Rowland was born in York, England, on 1 April 1935. He died on 14 January 2011, aged 75.

== Television work ==
On television, Rowland's career began with small roles, sometimes uncredited appearances. He had small parts in early episodes of anthology series, such as Granada Television's ITV Play Of The Week, the ABC (Associated British Corporation) Television's Armchair Theatre strand, and later in ITV's Play Of The Week and Saturday night Theatre. He also made a number of appearances in the BBC's Play For Today strand.

Rowland also made an appearance in the significant 1958 BBC production of Quatermass and the Pit as a journalist and appeared as Frank Hoyle in a number of episodes of Coronation Street. His appearance in Probation Officer as 'First Policeman' presaged a number of roles Rowland would be given as a policeman of varying levels of seniority over the coming years.

Rowland met the actress Anne Stallybrass in Nottingham and they married in 1963. He continued making TV appearances over the years in such series as Z-Cars, Softly Softly and it's follow-up, Softly Softly Task Force, It's Dark Outside, The Villains, Orlando, Object Z, Frontier, Sexton Blake, The Mind of Mr.
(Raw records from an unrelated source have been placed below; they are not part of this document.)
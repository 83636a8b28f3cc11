//! Status codes carried in the first word of every response frame

use std::fmt;

/// Result of a command, as seen on the wire.
///
/// The numeric values are fixed: peers in the field decode them by number.
#[derive(Debug, Clone, Copy, PartialEq, Eq, Hash)]
#[repr(u32)]
pub enum ErrorKind {
    NoError = 0,
    InvalidParam = 1,
    ActionFailed = 2,
    NotInitialized = 3,
    NoAction = 4,
    InvalidToken = 5,
    InvalidCommandSize = 6,
    FileNotFound = 7,
    NoMoreMemory = 8,
    InvalidCommandReq = 9,
    MaxCommandReached = 10,
    ImgNameUpdateFail = 11,
    OpenFileFailed = 12,
    WriteFileFailed = 13,
    ReadFileFailed = 14,
    TransSendFailed = 15,
    TransRecvFailed = 16,
    DataTooLong = 17,
    CorruptedData = 18,
    InvalidIndex = 19,
    OverlappingPatterns = 20,
    NoConnection = 21,
}

impl ErrorKind {
    pub fn is_ok(self) -> bool {
        self == ErrorKind::NoError
    }

    pub fn as_str(self) -> &'static str {
        match self {
            ErrorKind::NoError => "no error",
            ErrorKind::InvalidParam => "invalid parameter",
            ErrorKind::ActionFailed => "action failed",
            ErrorKind::NotInitialized => "not initialized",
            ErrorKind::NoAction => "no action",
            ErrorKind::InvalidToken => "invalid token",
            ErrorKind::InvalidCommandSize => "invalid command size",
            ErrorKind::FileNotFound => "file not found",
            ErrorKind::NoMoreMemory => "no more memory",
            ErrorKind::InvalidCommandReq => "invalid command request",
            ErrorKind::MaxCommandReached => "command queue full",
            ErrorKind::ImgNameUpdateFail => "image name update failed",
            ErrorKind::OpenFileFailed => "open file failed",
            ErrorKind::WriteFileFailed => "write file failed",
            ErrorKind::ReadFileFailed => "read file failed",
            ErrorKind::TransSendFailed => "transport send failed",
            ErrorKind::TransRecvFailed => "transport receive failed",
            ErrorKind::DataTooLong => "data too long",
            ErrorKind::CorruptedData => "corrupted data",
            ErrorKind::InvalidIndex => "invalid index",
            ErrorKind::OverlappingPatterns => "overlapping patterns",
            ErrorKind::NoConnection => "no connection",
        }
    }
}

impl fmt::Display for ErrorKind {
    fn fmt(&self, f: &mut fmt::Formatter<'_>) -> fmt::Result {
        f.write_str(self.as_str())
    }
}

impl TryFrom<u32> for ErrorKind {
    type Error = u32;

    fn try_from(value: u32) -> Result<Self, u32> {
        Ok(match value {
            0 => ErrorKind::NoError,
            1 => ErrorKind::InvalidParam,
            2 => ErrorKind::ActionFailed,
            3 => ErrorKind::NotInitialized,
            4 => ErrorKind::NoAction,
            5 => ErrorKind::InvalidToken,
            6 => ErrorKind::InvalidCommandSize,
            7 => ErrorKind::FileNotFound,
            8 => ErrorKind::NoMoreMemory,
            9 => ErrorKind::InvalidCommandReq,
            10 => ErrorKind::MaxCommandReached,
            11 => ErrorKind::ImgNameUpdateFail,
            12 => ErrorKind::OpenFileFailed,
            13 => ErrorKind::WriteFileFailed,
            14 => ErrorKind::ReadFileFailed,
            15 => ErrorKind::TransSendFailed,
            16 => ErrorKind::TransRecvFailed,
            17 => ErrorKind::DataTooLong,
            18 => ErrorKind::CorruptedData,
            19 => ErrorKind::InvalidIndex,
            20 => ErrorKind::OverlappingPatterns,
            21 => ErrorKind::NoConnection,
            other => return Err(other),
        })
    }
}

/// Bounded command identifiers understood by the badge.
#[derive(Debug, Clone, Copy, PartialEq, Eq, Hash)]
#[repr(u32)]
pub enum CommandId {
    Ping = 0,
    SetToken = 1,
    EinkClear = 2,
    EinkNewImage = 3,
    EinkRemoveImage = 4,
    EinkSelectImage = 5,
    EinkGetCurrentImgName = 6,
    EinkGetCurrentImg = 7,
    FactoryReset = 8,
    SetOwner = 9,
    SetContact = 10,
    GetOwner = 11,
    GetContact = 12,
    FirmwareUpdate = 13,
    LedBorderSetEnable = 14,
    LedBorderGetEnable = 15,
    LedBorderIncBrightness = 16,
    LedBorderDecBrightness = 17,
    LedBorderSetBrightness = 18,
    LedBorderGetBrightness = 19,
    LedBorderClear = 20,
    LedBorderAddPattern = 21,
    LedBorderRemovePattern = 22,
    LedBorderClearPatterns = 23,
    LedBorderGetPatterns = 24,
    LedBorderAddAnimation = 25,
    LedBorderRemoveAnimation = 26,
    LedBorderClearAnimations = 27,
    LedBorderGetAnimations = 28,
    UpdateStatus = 29,
}

/// First identifier that is not routable.
pub const MAX_COMMAND_ID: u32 = 30;

impl CommandId {
    pub fn id(self) -> u32 {
        self as u32
    }
}

impl TryFrom<u32> for CommandId {
    type Error = u32;

    fn try_from(value: u32) -> Result<Self, u32> {
        use CommandId::*;
        Ok(match value {
            0 => Ping,
            1 => SetToken,
            2 => EinkClear,
            3 => EinkNewImage,
            4 => EinkRemoveImage,
            5 => EinkSelectImage,
            6 => EinkGetCurrentImgName,
            7 => EinkGetCurrentImg,
            8 => FactoryReset,
            9 => SetOwner,
            10 => SetContact,
            11 => GetOwner,
            12 => GetContact,
            13 => FirmwareUpdate,
            14 => LedBorderSetEnable,
            15 => LedBorderGetEnable,
            16 => LedBorderIncBrightness,
            17 => LedBorderDecBrightness,
            18 => LedBorderSetBrightness,
            19 => LedBorderGetBrightness,
            20 => LedBorderClear,
            21 => LedBorderAddPattern,
            22 => LedBorderRemovePattern,
            23 => LedBorderClearPatterns,
            24 => LedBorderGetPatterns,
            25 => LedBorderAddAnimation,
            26 => LedBorderRemoveAnimation,
            27 => LedBorderClearAnimations,
            28 => LedBorderGetAnimations,
            29 => UpdateStatus,
            other => return Err(other),
        })
    }
}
J.G. Reeder, and Paul Temple. He also appeared in comedies such as The Worker and The Dustbinmen. Anne Stallybrass was unable to have children. Though this was something she learned to live with, the couple later divorced in 1972.

== Special Branch ==
Thames Television premiered Special Branch in September 1969, with the episode "Troika". Rowland played the part of Det. Chief Insp. Felding, an incidental character in the plot. When Special Branch was revamped for a third series to be made by Euston Films in 1973, Rowland came on board as Sergeant Bill North, sidekick to Inspector Craven (played by George Sewell). The mix of Craven's working-class character with the rather more upper-class North made for some infrequent minor class commentary, though they forged a strong and respectful working relationship. North would tend to be overshadowed in S3 episodes where Patrick Mower made guest appearances as Craven's recently promoted equivalent, Detective-Inspector Haggerty.

Mower joined Special Branch as full-time co-star for Series 4, with DCI Haggerty and Craven developing a more antagonistic partnership which was of more interest to the viewer. (This dynamic would be carried on with the Regan-Carter relationship in Special Branch's successor, The Sweeney.) To make way for Haggerty, the character of North became subject to a mental breakdown as series 3 drew to a close and would leave Special Branch.

There would be one final appearance for the character in series 4, episode 2 "Catherine The Great", where Craven ad Haggerty are on the hunt for an assassin. North - now promoted to a Detective Inspector in CID - is canvassed for assistance.

== Further television work ==
Other appearances around this period included well-known series such as A Family At War, Man At The Top, Hine, Emmerdale Farm, The Edwardians and Strangers.

In the 1974 Kenneth More detective series Father Brown, Rowland played Carstairs K.C. in episode 6, "The Mirror of the Magistrate".

He appeared in very few films, the most famous of which would be the comedy-horror film, An American Werewolf In London, where he played the role of a policeman.

Rowland played Exton Waite MP in the opening episode of Floodtide (1987), written by Roger Marshall. Exton's death in episode 1 (titled "The Call") dies from a heart attack supposedly brought on after taking cocaine, which opens up the rest of the thriller.

Perhaps a mark of Rowland's sometime ability of playing forgettable characters, was by being given two separate minor roles in 1986's First Among Equals. In episode 6 he played Robin Oakley, while later in episode 9 he appeared as the Chairman of the 1922 Committee.

Other small roles were in Auf Wiedersehen, Pet series 2, Boon, The Return Of Sherlock Holmes, The Monocled Mutineer.

In 1989, Rowland appeared in Tales of Sherwood Forest Episode 4, as Detective Sergeant Renwick.

His last-known credit was in the Canadian series Traders.

== Death ==
Rowland died in Toronto on 14 January 2011, aged 75. He was survived by his wife Elspeth Alexandra Carling, whom he had married in 1983.